In academic fields from physics to genetics, researchers rely on computers for everything from data analysis to modeling. One area of scholarship that has gone largely untouched is the humanities, where today’s researchers are far more often hunched over stacks of books than scanning graphs and charts on a screen.
That, however, is changing thanks to people like David Mimno, Information Science. “I’m exploring how to use new statistical methods and data mining methods to give people better ability to explore culture and literature,” says Mimno, who double-majored in classics and computer science as an undergraduate student.
How Can Computational Tools Change the Humanities?
It’s more about providing support, rather than answers. Mimno analogizes computer assistance in the humanities to an archeological field survey. In the same way archeologists conduct a shallow survey of a large area of land in order to find specific excavation sites, Mimno says that statistical models and text mining can identify broad themes and hone in on interesting topics where detailed scholarship could be most useful.
Computers are especially good at analyzing vast amounts of data in a short amount of time. This feature could be especially useful to humanities scholars who want to examine more books than one can read.
“There are opportunities for dealing with more material than we could ever possibly have read,” Mimno says. “If I can represent one percent of the information in 1,000 books, that's not the same as reading 10 books, but it provides a different kind of perspective.”
MALLET, a Tool for Identifying Patterns in Text
Mimno developed a program called MALLET, which can comb through thousands of volumes of text and identify patterns that might not be obvious or might be too time consuming for a reader to glean. Mimno established collaborations with Cornell scholars like Tom P. McEnaney, Comparative Literature. McEnaney is interested in understanding the various references that South American poets make to one another and then determine why they reference some people, but not others. Tools like MALLET are ideal for such research, because the software can pinpoint and then visualize references at a much faster pace than a single reader, or even multiple readers.
Mimno stresses, however, that the statistical models he’s developing are not built to replace humanities research. “Computation can provide insights; it can provide clues; and it can double check whether a theory is plausible,” he says. “But it’s not going to give us any conclusions. Scholarship still needs to be done.”
The Right Tool for the Research Problem
Mimno wants to provide scholars with the right and most accurate tools. In another area of his research, Mimno checks whether specific models work for a given problem or whether the models are misleading. Depending on the question or problem, a researcher might be able to work with a very simple model. At other times, one might need a more complicated, specified model. The challenge for computer scientists is in figuring out which model works best for a specific research need.
“If I can represent one percent of the information in 1,000 books, that's not the same as reading 10 books, but it provides a different kind of perspective.” Mimno Says.

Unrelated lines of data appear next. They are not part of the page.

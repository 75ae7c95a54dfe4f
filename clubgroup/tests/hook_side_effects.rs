//! Hook side effects: creation notifications, cascade policy, reference
//! expansion on reads, observers and the failure channel.

use std::sync::{Arc, Mutex};
use std::time::Duration;

use async_trait::async_trait;
use mockall::mock;

use clubgroup::hooks::{GroupHook, HookResult};
use clubgroup::ClubGroupError;
use clubgroup::lifecycle::{
    CREATION_MESSAGE, CascadeError, CascadePolicy, FindQuery, Mutation, MutationOutcome,
    PostHookFailure, ReferenceExpansion,
};
use clubgroup::models::{GroupPatch, NewGroup};
use clubgroup::notify::{MemoryNotifier, Notification, Notifier, NotifyError};
use clubgroup::repository::GroupRepository;
use clubgroup::storage::{GroupFilter, MemoryGroupStore, Projection, UpdateResult};

mock! {
    pub Sink {}

    #[async_trait]
    impl Notifier for Sink {
        async fn create(&self, notification: Notification) -> Result<(), NotifyError>;
    }
}

/// Records every group ID it is asked to clean up after
#[derive(Debug, Default)]
struct RecordingCascade {
    seen: Mutex<Vec<String>>,
    fail: bool,
}

impl RecordingCascade {
    fn failing() -> Self {
        Self {
            fail: true,
            ..Self::default()
        }
    }

    fn seen(&self) -> Vec<String> {
        self.seen.lock().unwrap().clone()
    }
}

#[async_trait]
impl CascadePolicy for RecordingCascade {
    async fn on_deleted(&self, group_id: &str) -> Result<(), CascadeError> {
        self.seen.lock().unwrap().push(group_id.to_string());
        if self.fail {
            return Err(CascadeError("dependents locked".to_string()));
        }
        Ok(())
    }
}

/// Widens every read to the full projection and a single result
#[derive(Debug, Default)]
struct RecordingExpansion {
    seen: Mutex<Vec<FindQuery>>,
    fail: bool,
}

impl RecordingExpansion {
    fn failing() -> Self {
        Self {
            fail: true,
            ..Self::default()
        }
    }

    fn seen(&self) -> Vec<FindQuery> {
        self.seen.lock().unwrap().clone()
    }
}

#[async_trait]
impl ReferenceExpansion for RecordingExpansion {
    async fn before_find(&self, query: &mut FindQuery) -> clubgroup::Result<()> {
        self.seen.lock().unwrap().push(query.clone());
        if self.fail {
            return Err(ClubGroupError::Validation("members not resolvable".to_string()));
        }
        query.projection = Projection::full();
        query.limit = Some(1);
        Ok(())
    }
}

#[derive(Debug)]
struct FailingObserver;

#[async_trait]
impl GroupHook for FailingObserver {
    async fn on_group_updated(&self, _result: &UpdateResult, _patch: &GroupPatch) -> HookResult {
        HookResult::Failed("audit log full".to_string())
    }

    fn name(&self) -> &str {
        "audit"
    }
}

fn repo_with(notifier: Arc<dyn Notifier>) -> GroupRepository {
    GroupRepository::builder()
        .store(Arc::new(MemoryGroupStore::new()))
        .notifier(notifier)
        .build()
        .expect("Failed to build repository")
}

#[tokio::test]
async fn test_create_notifies_first_member_once() {
    let mut sink = MockSink::new();
    sink.expect_create()
        .withf(|n| n.recipient == "u1" && n.content == CREATION_MESSAGE)
        .times(1)
        .returning(|_| Ok(()));
    let repo = repo_with(Arc::new(sink));

    let group = repo
        .create(
            NewGroup::builder("Chess", "d", "club-1")
                .member("u1")
                .member("u2")
                .build(),
        )
        .await
        .unwrap();

    assert!(!group.id.is_empty());
}

#[tokio::test]
async fn test_notification_links_new_group() {
    let notifier = Arc::new(MemoryNotifier::new());
    let repo = repo_with(notifier.clone());

    let group = repo
        .create(NewGroup::builder("Chess", "d", "club-1").member("u1").build())
        .await
        .unwrap();

    let sent = notifier.sent().await;
    assert_eq!(sent.len(), 1);
    assert_eq!(sent[0], Notification::new(CREATION_MESSAGE, group.id, "u1"));
}

#[tokio::test]
async fn test_create_without_members_skips_notification() {
    let mut sink = MockSink::new();
    sink.expect_create().never();
    let repo = repo_with(Arc::new(sink));
    let mut failures = repo.subscribe_failures();

    let group = repo
        .create(NewGroup::builder("Chess", "d", "club-1").build())
        .await
        .expect("Create must succeed without members");

    assert_eq!(
        failures.recv().await.unwrap(),
        PostHookFailure::MissingRecipient { group_id: group.id }
    );
}

#[tokio::test]
async fn test_notifier_failure_does_not_fail_create() {
    let mut sink = MockSink::new();
    sink.expect_create()
        .times(1)
        .returning(|_| Err(NotifyError::Delivery("connection refused".to_string())));
    let repo = repo_with(Arc::new(sink));
    let mut failures = repo.subscribe_failures();

    let group = repo
        .create(NewGroup::builder("Chess", "d", "club-1").member("u1").build())
        .await
        .unwrap();

    match failures.recv().await.unwrap() {
        PostHookFailure::NotificationFailed { group_id, reason } => {
            assert_eq!(group_id, group.id);
            assert!(reason.contains("connection refused"));
        }
        other => panic!("unexpected failure: {other:?}"),
    }
    assert_eq!(repo.count(&GroupFilter::new()).await.unwrap(), 1);
}

#[derive(Debug)]
struct StalledNotifier;

#[async_trait]
impl Notifier for StalledNotifier {
    async fn create(&self, _notification: Notification) -> Result<(), NotifyError> {
        tokio::time::sleep(Duration::from_secs(3600)).await;
        Ok(())
    }
}

#[tokio::test(start_paused = true)]
async fn test_stalled_notifier_times_out() {
    let repo = GroupRepository::builder()
        .store(Arc::new(MemoryGroupStore::new()))
        .notifier(Arc::new(StalledNotifier))
        .post_hook_timeout(Duration::from_millis(50))
        .build()
        .unwrap();
    let mut failures = repo.subscribe_failures();

    repo.create(NewGroup::builder("Chess", "d", "club-1").member("u1").build())
        .await
        .unwrap();

    assert!(matches!(
        failures.recv().await.unwrap(),
        PostHookFailure::NotificationFailed { .. }
    ));
}

#[tokio::test]
async fn test_cascade_runs_once_per_deleted_group() {
    let cascade = Arc::new(RecordingCascade::default());
    let repo = GroupRepository::builder()
        .store(Arc::new(MemoryGroupStore::new()))
        .notifier(Arc::new(MemoryNotifier::new()))
        .cascade(cascade.clone())
        .build()
        .unwrap();

    let a = repo
        .create(NewGroup::builder("A", "d", "club-1").build())
        .await
        .unwrap();
    let b = repo
        .create(NewGroup::builder("B", "d", "club-1").build())
        .await
        .unwrap();

    assert!(repo.delete_by_id(&a.id).await.unwrap());
    assert_eq!(cascade.seen(), vec![a.id.clone()]);

    // Deleting nothing runs no cascade
    assert!(!repo.delete_by_id(&a.id).await.unwrap());
    assert_eq!(cascade.seen(), vec![a.id.clone()]);

    assert_eq!(repo.delete_many(GroupFilter::new()).await.unwrap(), 1);
    assert_eq!(cascade.seen(), vec![a.id, b.id]);
}

#[tokio::test]
async fn test_cascade_failure_is_reported_not_raised() {
    let repo = GroupRepository::builder()
        .store(Arc::new(MemoryGroupStore::new()))
        .notifier(Arc::new(MemoryNotifier::new()))
        .cascade(Arc::new(RecordingCascade::failing()))
        .build()
        .unwrap();
    let group = repo
        .create(NewGroup::builder("A", "d", "club-1").member("u1").build())
        .await
        .unwrap();
    let mut failures = repo.subscribe_failures();

    assert!(repo.delete_by_id(&group.id).await.unwrap());

    match failures.recv().await.unwrap() {
        PostHookFailure::CascadeFailed { group_id, reason } => {
            assert_eq!(group_id, group.id);
            assert!(reason.contains("dependents locked"));
        }
        other => panic!("unexpected failure: {other:?}"),
    }
}

#[tokio::test]
async fn test_expansion_rewrites_query_before_read() {
    let expansion = Arc::new(RecordingExpansion::default());
    let repo = GroupRepository::builder()
        .store(Arc::new(MemoryGroupStore::new()))
        .notifier(Arc::new(MemoryNotifier::new()))
        .expansion(expansion.clone())
        .build()
        .unwrap();
    for name in ["Chess", "Go"] {
        repo.create(NewGroup::builder(name, "d", "club-1").member("u1").build())
            .await
            .unwrap();
    }
    repo.update_many(GroupFilter::new(), GroupPatch::new().is_main(true))
        .await
        .unwrap();
    repo.delete_one(GroupFilter::new().name("Go")).await.unwrap();
    repo.create(NewGroup::builder("Go", "d", "club-1").build())
        .await
        .unwrap();
    assert!(expansion.seen().is_empty(), "writes do not expand");

    let query = FindQuery::new(GroupFilter::new().club("club-1"));
    let groups = match repo.dispatch(Mutation::Find(query.clone())).await.unwrap() {
        MutationOutcome::Found(groups) => groups,
        other => panic!("unexpected outcome: {other:?}"),
    };

    // The store saw the widened projection and the tightened limit
    assert_eq!(groups.len(), 1);
    assert!(groups[0].search_token.is_some());
    assert_eq!(expansion.seen(), vec![query]);
}

#[tokio::test]
async fn test_expansion_error_aborts_read() {
    let repo = GroupRepository::builder()
        .store(Arc::new(MemoryGroupStore::new()))
        .notifier(Arc::new(MemoryNotifier::new()))
        .expansion(Arc::new(RecordingExpansion::failing()))
        .build()
        .unwrap();
    repo.create(NewGroup::builder("Chess", "d", "club-1").build())
        .await
        .unwrap();

    let err = repo
        .find(FindQuery::new(GroupFilter::new()))
        .await
        .unwrap_err();
    assert!(matches!(err, ClubGroupError::Validation(ref reason) if reason.contains("resolvable")));
    assert!(matches!(
        repo.search("chess", GroupFilter::new()).await,
        Err(ClubGroupError::Validation(_))
    ));

    // Direct store access bypasses the hook
    assert_eq!(repo.count(&GroupFilter::new()).await.unwrap(), 1);
}

#[tokio::test]
async fn test_observer_failure_is_published() {
    let repo = repo_with(Arc::new(MemoryNotifier::new()));
    repo.register_hook(Arc::new(FailingObserver)).await;
    assert_eq!(repo.hooks().hook_count().await, 1);

    let group = repo
        .create(NewGroup::builder("Chess", "d", "club-1").member("u1").build())
        .await
        .unwrap();
    let mut failures = repo.subscribe_failures();

    let result = repo
        .update_by_id(&group.id, GroupPatch::new().name("Go"))
        .await
        .expect("Observer failures never fail the update");
    assert_eq!(result.matched, 1);

    assert_eq!(
        failures.recv().await.unwrap(),
        PostHookFailure::ObserverFailed {
            hook: "audit".to_string(),
            event: "group.updated",
            reason: "audit log full".to_string(),
        }
    );
}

“People in my field love to propose new statistical methods, and it can be overwhelming for people looking at them, wondering which of the five different solutions that very smart, capable people have proposed is the one that makes sense,” Mimno says. “What we’re trying to do is give people a little bit of guidance.”
Text Mining
Mimno takes statistical models developed for text mining and applies them to population genetics problems to test whether each model is appropriate. In some cases, like when applied to diverse ancestral populations, the text mining models work very well. In others, where a genetic population is more homogeneous, the text models aren’t useful.
Although Mimno reaches outside of the text world for this project, the purpose is to come up with a standard methodology to test whether a model is successful in any scenario or field. He and researcher colleagues have found that it’s best to have a testing method that visualizes what the data should look like in relation to actual observations. Mimno’s overarching goal has always been to develop methods that scholars can use when they have particular types of questions, much like computational tools are used in other fields.

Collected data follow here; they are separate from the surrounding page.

use crate::config::{LogFormat, LogLevel, LoggingConfig};
use crate::logging::{build_filter, create_non_blocking_file, level_to_log_level, parse_log_level};
use std::io::Write;
use tempfile::tempdir;

#[test]
fn test_level_conversion() {
    assert_eq!(parse_log_level("TRACE").unwrap(), LogLevel::Trace);
    assert_eq!(parse_log_level("warn").unwrap(), LogLevel::Warn);
    assert!(parse_log_level("verbose").is_err());

    assert_eq!(level_to_log_level(tracing::Level::DEBUG), LogLevel::Debug);
    assert_eq!(level_to_log_level(tracing::Level::ERROR), LogLevel::Error);
}

#[test]
fn test_filter_directives() {
    // RUST_LOG takes precedence; only check directive parsing when it is unset
    if std::env::var("RUST_LOG").is_ok() {
        return;
    }

    let config = LoggingConfig {
        directives: Some("surrealdb=warn,clubgroup::lifecycle=trace".to_string()),
        ..LoggingConfig::default()
    };
    assert!(build_filter(&config).is_ok());

    let config = LoggingConfig {
        directives: Some("clubgroup=[".to_string()),
        ..LoggingConfig::default()
    };
    assert!(build_filter(&config).is_err());
}

#[test]
fn test_file_writer_creates_directories() {
    let temp_dir = tempdir().unwrap();
    let log_path = temp_dir.path().join("nested").join("clubgroup.log");

    let mut writer = create_non_blocking_file(&log_path).unwrap();
    writer.write_all(b"hello\n").unwrap();

    assert!(log_path.parent().unwrap().exists());
}

#[test]
fn test_init_is_idempotent() {
    let config = LoggingConfig {
        level: LogLevel::Debug,
        format: LogFormat::Compact,
        ..LoggingConfig::default()
    };

    // Whichever call installs the subscriber, later calls are no-ops
    assert!(crate::logging::init(&config).is_ok());
    assert!(!crate::logging::init(&config).unwrap());
}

Useful Tools, Challenging Questions
“Nobody talks about digital physics. You know that when you have a large collection of data, you analyze it with certain methods,” says Mimno. “I hope that the methods we’re developing for the humanities will become an organic part of scholarship.” Research in both computer science and the humanities could benefit from this interdisciplinary and collaborative interaction, says Mimno. It not only provides scholars with useful tools; it provides computer scientists with good, challenging sets of questions that can propel computational advances.

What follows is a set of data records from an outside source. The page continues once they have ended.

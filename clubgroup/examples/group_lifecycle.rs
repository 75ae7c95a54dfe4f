//! Example: Group Lifecycle
//!
//! Walks a group through create, rename, search and delete on the in-memory
//! store, printing the failures reported by post-hooks along the way.

use clubgroup::prelude::*;

#[tokio::main]
async fn main() -> Result<()> {
    let config = ConfigBuilder::testing().with_log_level(LogLevel::Info).build()?;
    let groups = init(config).await?;
    let mut failures = groups.subscribe_failures();

    println!("┌─ Create ───────────────────────────────────────────────────────┐");
    let group = groups
        .create(
            NewGroup::builder("Đội Văn Nghệ", "Music and dance", "club-1")
                .member_with_role("user-1", MemberRole::Manager)
                .category(Category::Arts)
                .build(),
        )
        .await?;
    println!("Created {} ({})", group.name, group.id);
    println!("Search token: {:?}", group.search_token);

    // No members, so nobody can be told about it
    let quiet = groups
        .create(NewGroup::builder("Cờ Vua", "Chess", "club-1").build())
        .await?;
    if let Ok(failure) = failures.try_recv() {
        println!("Post-hook failure for {}: {}", quiet.id, failure);
    }
    println!("└────────────────────────────────────────────────────────────────┘\n");

    println!("┌─ Rename ───────────────────────────────────────────────────────┐");
    groups
        .update_by_id(&group.id, GroupPatch::new().name("Ban Nhạc Acoustic"))
        .await?;
    let renamed = groups.find_by_id(&group.id, Projection::full()).await?;
    if let Some(renamed) = renamed {
        println!("{} -> token {:?}", renamed.name, renamed.search_token);
    }
    println!("└────────────────────────────────────────────────────────────────┘\n");

    println!("┌─ Search ───────────────────────────────────────────────────────┐");
    for query in ["nhac", "CO VUA", "văn nghệ"] {
        let found = groups.search(query, GroupFilter::new()).await?;
        let names: Vec<_> = found.iter().map(|g| g.name.as_str()).collect();
        println!("{:>10}: {:?}", query, names);
    }
    println!("└────────────────────────────────────────────────────────────────┘\n");

    println!("┌─ Delete ───────────────────────────────────────────────────────┐");
    let removed = groups.delete_many(GroupFilter::new().club("club-1")).await?;
    println!("Removed {} group(s)", removed);
    println!("└────────────────────────────────────────────────────────────────┘");

    Ok(())
}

Today, computer assistance in humanities parallels the advances made in mathematics centuries and decades ago, says Mimno. Advances like calculus were driven by practical problems in physics, chemistry, and astronomy.
“We have the same potential in computation now. There are real problems in computational analysis of text, from historical texts to contemporary texts, such as news articles and social media, that we don’t know how to solve,” he says. These problems are especially complicated since they are embedded in the messiness of language and meaning, he adds.
The complexity of the problems, however, is a driving force for the research. “It’s an incredibly good motivation for doing new and exciting work,” Mimno says. “We know we don’t know how to do it yet, but we know what we want to do.”
With such goals in mind, researchers like Mimno are spearheading the way for computational advances that will change the way we approach the humanities and text in the future.